[HN Gopher] Show HN: Improved freemusicdemixer - AI music demixi...
___________________________________________________________________
Show HN: Improved freemusicdemixer - AI music demixing in the
browser
Hi HN, Last time I showed free-music-demixer, which people seemed
to enjoy. It was a static website with a Javascript + WASM module
to perform music demixing (or music source separation) using an AI
model UMX-L (Open-Unmix) running client-side in the browser.

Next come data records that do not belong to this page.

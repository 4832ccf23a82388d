//! # Catalog
//!
//! The registry's record index: datasets, models, proofs and training
//! records. Reads are served from in-memory [`Store`]s; every write is also
//! pushed to the injected [`KeyValueStore`].
//!
//! Persistence is best-effort. A failed write is logged and swallowed: the
//! in-memory record stays authoritative for this process and the ledger
//! remains the source of truth for what was registered.

use std::sync::Arc;

use chaintrain_core::{
    BlobId, ContentDigest, Dataset, DatasetId, Model, ModelId, Proof, ProofId, ProofSubject,
    RequestHash, TrainingRecord,
};
use serde::de::DeserializeOwned;
use serde::Serialize;

use crate::error::RegistryError;
use crate::kv::{KeyValueStore, MemoryKv};
use crate::store::Store;

const NS_DATASETS: &str = "datasets";
const NS_MODELS: &str = "models";
const NS_PROOFS: &str = "proofs";
const NS_TRAINING: &str = "training";

/// In-memory record index with write-through persistence.
#[derive(Debug, Clone)]
pub struct Catalog {
    datasets: Store<Dataset>,
    models: Store<Model>,
    proofs: Store<Proof>,
    training: Store<TrainingRecord>,
    kv: Arc<dyn KeyValueStore>,
}

impl Catalog {
    /// Hydrate from `kv`. Records that fail to decode are skipped with a
    /// warning.
    pub async fn load(kv: Arc<dyn KeyValueStore>) -> Result<Self, RegistryError> {
        let catalog = Self {
            datasets: Store::new(),
            models: Store::new(),
            proofs: Store::new(),
            training: Store::new(),
            kv,
        };
        hydrate(&*catalog.kv, NS_DATASETS, &catalog.datasets).await?;
        hydrate(&*catalog.kv, NS_MODELS, &catalog.models).await?;
        hydrate(&*catalog.kv, NS_PROOFS, &catalog.proofs).await?;
        hydrate(&*catalog.kv, NS_TRAINING, &catalog.training).await?;
        tracing::info!(
            backend = catalog.kv.backend(),
            datasets = catalog.datasets.len(),
            models = catalog.models.len(),
            proofs = catalog.proofs.len(),
            training = catalog.training.len(),
            "catalog loaded"
        );
        Ok(catalog)
    }

    /// An empty catalog persisting to process memory.
    pub fn in_memory() -> Self {
        Self {
            datasets: Store::new(),
            models: Store::new(),
            proofs: Store::new(),
            training: Store::new(),
            kv: Arc::new(MemoryKv::new()),
        }
    }

    /// Name of the persistence backend.
    pub fn backend(&self) -> &'static str {
        self.kv.backend()
    }

    async fn persist<T: Serialize>(&self, namespace: &str, key: &str, record: &T) {
        let value = match serde_json::to_value(record) {
            Ok(v) => v,
            Err(e) => {
                tracing::error!(namespace, key, error = %e, "failed to encode catalog record");
                return;
            }
        };
        if let Err(e) = self.kv.put(namespace, key, value).await {
            tracing::warn!(
                namespace,
                key,
                backend = self.kv.backend(),
                error = %e,
                "failed to persist catalog record"
            );
        }
    }

    // -- Datasets --------------------------------------------------------------

    /// Record a registered dataset.
    pub async fn insert_dataset(&self, dataset: Dataset) {
        let key = dataset.id.to_string();
        self.datasets.insert(key.clone(), dataset.clone());
        self.persist(NS_DATASETS, &key, &dataset).await;
    }

    /// Look up a dataset.
    pub fn dataset(&self, id: &DatasetId) -> Option<Dataset> {
        self.datasets.get(id.as_str())
    }

    /// Every dataset, newest first.
    pub fn datasets(&self) -> Vec<Dataset> {
        let mut all = self.datasets.list();
        all.sort_by(|a, b| {
            b.timestamp
                .cmp(&a.timestamp)
                .then_with(|| a.id.as_str().cmp(b.id.as_str()))
        });
        all
    }

    /// The dataset whose manifest blob is `blob_id`.
    pub fn dataset_by_blob(&self, blob_id: &BlobId) -> Option<Dataset> {
        self.datasets.find(|d| &d.blob_id == blob_id)
    }

    /// The dataset registered from these bytes with this chunk size.
    pub fn dataset_by_fingerprint(
        &self,
        content_digest: &ContentDigest,
        chunk_size: u64,
    ) -> Option<Dataset> {
        self.datasets
            .find(|d| &d.content_digest == content_digest && d.chunk_size == chunk_size)
    }

    /// The dataset with this Merkle root.
    pub fn dataset_by_root(&self, root: &ContentDigest) -> Option<Dataset> {
        self.datasets.find(|d| &d.merkle_root == root)
    }

    /// Any dataset registered from these bytes, oldest first.
    pub fn dataset_by_content(&self, content_digest: &ContentDigest) -> Option<Dataset> {
        self.datasets()
            .into_iter()
            .rev()
            .find(|d| &d.content_digest == content_digest)
    }

    /// Flip a dataset's `verified` flag and persist it.
    pub async fn mark_dataset_verified(&self, id: &DatasetId) -> Option<Dataset> {
        let updated = self.datasets.update(id.as_str(), Dataset::mark_verified)?;
        self.persist(NS_DATASETS, id.as_str(), &updated).await;
        Some(updated)
    }

    // -- Models ----------------------------------------------------------------

    /// Record a model.
    pub async fn insert_model(&self, model: Model) {
        let key = model.id.to_string();
        self.models.insert(key.clone(), model.clone());
        self.persist(NS_MODELS, &key, &model).await;
    }

    /// Look up a model.
    pub fn model(&self, id: &ModelId) -> Option<Model> {
        self.models.get(id.as_str())
    }

    /// Every model, newest first.
    pub fn models(&self) -> Vec<Model> {
        let mut all = self.models.list();
        all.sort_by(|a, b| {
            b.timestamp
                .cmp(&a.timestamp)
                .then_with(|| a.id.as_str().cmp(b.id.as_str()))
        });
        all
    }

    // -- Proofs ----------------------------------------------------------------

    /// Record a proof.
    pub async fn insert_proof(&self, proof: Proof) {
        let key = proof.id.to_string();
        self.proofs.insert(key.clone(), proof.clone());
        self.persist(NS_PROOFS, &key, &proof).await;
    }

    /// Look up a proof.
    pub fn proof(&self, id: &ProofId) -> Option<Proof> {
        self.proofs.get(id.as_str())
    }

    /// Every proof, newest first.
    pub fn proofs(&self) -> Vec<Proof> {
        let mut all = self.proofs.list();
        all.sort_by(|a, b| {
            b.timestamp
                .cmp(&a.timestamp)
                .then_with(|| a.id.as_str().cmp(b.id.as_str()))
        });
        all
    }

    /// The proof attached to a subject, if any.
    pub fn proof_for(&self, subject: &ProofSubject) -> Option<Proof> {
        self.proofs.find(|p| &p.subject == subject)
    }

    /// Flip a proof's `verified` flag and persist it.
    pub async fn mark_proof_verified(&self, id: &ProofId) -> Option<Proof> {
        let updated = self.proofs.update(id.as_str(), |p| p.verified = true)?;
        self.persist(NS_PROOFS, id.as_str(), &updated).await;
        Some(updated)
    }

    // -- Training --------------------------------------------------------------

    /// Record a training run.
    pub async fn insert_training(&self, record: TrainingRecord) {
        let key = record.request_hash.to_string();
        self.training.insert(key.clone(), record.clone());
        self.persist(NS_TRAINING, &key, &record).await;
    }

    /// Look up a training record by request hash.
    pub fn training_record(&self, hash: &RequestHash) -> Option<TrainingRecord> {
        self.training.get(&hash.to_string())
    }

    /// The training record that produced a model.
    pub fn training_for_model(&self, id: &ModelId) -> Option<TrainingRecord> {
        self.training.find(|r| &r.model_id == id)
    }

    /// Every training record, newest first.
    pub fn training_history(&self) -> Vec<TrainingRecord> {
        let mut all = self.training.list();
        all.sort_by(|a, b| {
            b.timestamp
                .cmp(&a.timestamp)
                .then_with(|| a.request_hash.cmp(&b.request_hash))
        });
        all
    }
}

async fn hydrate<T>(
    kv: &dyn KeyValueStore,
    namespace: &str,
    store: &Store<T>,
) -> Result<(), RegistryError>
where
    T: DeserializeOwned + Clone + Send + Sync,
{
    for (key, value) in kv.list(namespace).await? {
        match serde_json::from_value::<T>(value) {
            Ok(record) => {
                store.insert(key, record);
            }
            Err(e) => {
                tracing::warn!(namespace, key = %key, error = %e, "skipping undecodable catalog record");
            }
        }
    }
    Ok(())
}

Since
then, I have overhauled the project and made several improvements:
- The demixing/separation quality is higher now, since I
implemented the missing post-processing step - Memory usage is
lower now by performing a custom segmented inference with a
streaming LSTM, which should allow larger tracks (or, dare I say,
arbitrarily-large tracks) - There is a batch upload feature now to
demix an entire folder of songs (and provide zip files of the
stems) - There are now dev logs printed to the website to show the
progress better
Author : sevagh
Score : 111 points
Date : 2023-09-14 11:57 UTC (11 hours ago)
(HTM) web link (freemusicdemixer.com)
(TXT) w3m dump (freemusicdemixer.com)
| dylan604 wrote:
| after finally getting some free time to play with this, i did.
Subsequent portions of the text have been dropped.